> WHAT YOU NEED TO DO: Please write every entry out again, exactly as it reads below.

> DATA TO PROCESS:
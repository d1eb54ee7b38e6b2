/// List utilities shared by the table screens (sorting, header indicators)
use std::cmp::Ordering;

/// Trait for row types that support column sorting
pub trait Sortable {
    /// Compare two rows by the named field
    fn compare_by_field(&self, other: &Self, field: &str) -> Ordering;
}

/// Sort a list by the named field
pub fn sort_list<T: Sortable>(items: &mut [T], field: &str, ascending: bool) {
    items.sort_by(|a, b| {
        let cmp = a.compare_by_field(b, field);
        if ascending {
            cmp
        } else {
            cmp.reverse()
        }
    });
}

/// Arrow shown in the active sort column header
pub fn get_sort_indicator(current_field: &str, field: &str, ascending: bool) -> &'static str {
    if current_field == field {
        if ascending {
            "▲"
        } else {
            "▼"
        }
    } else {
        ""
    }
}

pub fn get_sort_class(current_field: &str, field: &str) -> &'static str {
    if current_field == field {
        "sort-indicator sort-indicator--active"
    } else {
        "sort-indicator"
    }
}

#[cfg(test)]
mod tests {
    use super::*;

    struct Row(i32);

    impl Sortable for Row {
        fn compare_by_field(&self, other: &Self, field: &str) -> Ordering {
            match field {
                "value" => self.0.cmp(&other.0),
                _ => Ordering::Equal,
            }
        }
    }

    #[test]
    fn sorts_both_directions() {
        let mut rows = vec![Row(3), Row(1), Row(2)];
        sort_list(&mut rows, "value", true);
        assert_eq!(rows.iter().map(|r| r.0).collect::<Vec<_>>(), vec![1, 2, 3]);
        sort_list(&mut rows, "value", false);
        assert_eq!(rows.iter().map(|r| r.0).collect::<Vec<_>>(), vec![3, 2, 1]);
    }

    #[test]
    fn indicator_only_on_active_field() {
        assert_eq!(get_sort_indicator("name", "name", true), "▲");
        assert_eq!(get_sort_indicator("name", "name", false), "▼");
        assert_eq!(get_sort_indicator("name", "city", true), "");
    }
}
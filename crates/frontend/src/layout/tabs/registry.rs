//! Tab content registry - the single source of truth mapping tab.key → View.

use crate::dashboards::{GrossMarginDashboard, WeeklyPerformanceDashboard};
use crate::domain::a001_store::ui::list::StoreList;
use crate::domain::a002_sku::ui::list::SkuList;
use crate::projections::p900_planning_grid::ui::PlanningGrid;
use crate::usecases::u501_import_from_excel::ImportFromExcelPage;
use leptos::prelude::*;

/// Render the content of a tab by its key.
pub fn render_tab_content(key: &str) -> AnyView {
    match key {
        "a001_store" => view! { <StoreList /> }.into_any(),
        "a002_sku" => view! { <SkuList /> }.into_any(),
        "p900_planning_grid" => view! { <PlanningGrid /> }.into_any(),
        "d400_weekly_performance" => view! { <WeeklyPerformanceDashboard /> }.into_any(),
        "d401_gross_margin" => view! { <GrossMarginDashboard /> }.into_any(),
        "u501_import_from_excel" => view! { <ImportFromExcelPage /> }.into_any(),
        unknown => {
            log::error!("unknown tab key: {unknown}");
            view! { <div class="tabs__placeholder">{"Unknown screen"}</div> }.into_any()
        }
    }
}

> REPLY TO THE EXERCISE:
repository d1eb54ee7b38e6b2
/// List utilities shared by the table screens (sorting, header indicators)
use std::cmp::Ordering;

/// Trait for row types that support column sorting
pub trait Sortable {
    /// Compare two rows by the named field
    fn compare_by_field(&self, other: &Self, field: &str) -> Ordering;
}

/// Sort a list by the named field
pub fn sort_list<T: Sortable>(items: &mut [T], field: &str, ascending: bool) {
    items.sort_by(|a, b| {
        let cmp = a.compare_by_field(b, field);
        if ascending {
            cmp
        } else {
            cmp.reverse()
        }
    });
}

/// Arrow shown in the active sort column header
pub fn get_sort_indicator(current_field: &str, field: &str, ascending: bool) -> &'static str {
    if current_field == field {
        if ascending {
            "▲"
        } else {
            "▼"
        }
    } else {
        ""
    }
}

pub fn get_sort_class(current_field: &str, field: &str) -> &'static str {
    if current_field == field {
        "sort-indicator sort-indicator--active"
    } else {
        "sort-indicator"
    }
}

#[cfg(test)]
mod tests {
    use super::*;

    struct Row(i32);

    impl Sortable for Row {
        fn compare_by_field(&self, other: &Self, field: &str) -> Ordering {
            match field {
                "value" => self.0.cmp(&other.0),
                _ => Ordering::Equal,
            }
        }
    }

    #[test]
    fn sorts_both_directions() {
        let mut rows = vec![Row(3), Row(1), Row(2)];
        sort_list(&mut rows, "value", true);
        assert_eq!(rows.iter().map(|r| r.0).collect::<Vec<_>>(), vec![1, 2, 3]);
        sort_list(&mut rows, "value", false);
        assert_eq!(rows.iter().map(|r| r.0).collect::<Vec<_>>(), vec![3, 2, 1]);
    }

    #[test]
    fn indicator_only_on_active_field() {
        assert_eq!(get_sort_indicator("name", "name", true), "▲");
        assert_eq!(get_sort_indicator("name", "name", false), "▼");
        assert_eq!(get_sort_indicator("name", "city", true), "");
    }
}
filename crates/frontend/src/layout/tabs/registry.rs
//! Tab content registry - the single source of truth mapping tab.key → View.

use crate::dashboards::{GrossMarginDashboard, WeeklyPerformanceDashboard};
use crate::domain::a001_store::ui::list::StoreList;
use crate::domain::a002_sku::ui::list::SkuList;
use crate::projections::p900_planning_grid::ui::PlanningGrid;
use crate::usecases::u501_import_from_excel::ImportFromExcelPage;
use leptos::prelude::*;

/// Render the content of a tab by its key.
pub fn render_tab_content(key: &str) -> AnyView {
    match key {
        "a001_store" => view! { <StoreList /> }.into_any(),
        "a002_sku" => view! { <SkuList /> }.into_any(),
        "p900_planning_grid" => view! { <PlanningGrid /> }.into_any(),
        "d400_weekly_performance" => view! { <WeeklyPerformanceDashboard /> }.into_any(),
        "d401_gross_margin" => view! { <GrossMarginDashboard /> }.into_any(),
        "u501_import_from_excel" => view! { <ImportFromExcelPage /> }.into_any(),
        unknown => {
            log::error!("unknown tab key: {unknown}");
            view! { <div class="tabs__placeholder">{"Unknown screen"}</div> }.into_any()
        }
    }
}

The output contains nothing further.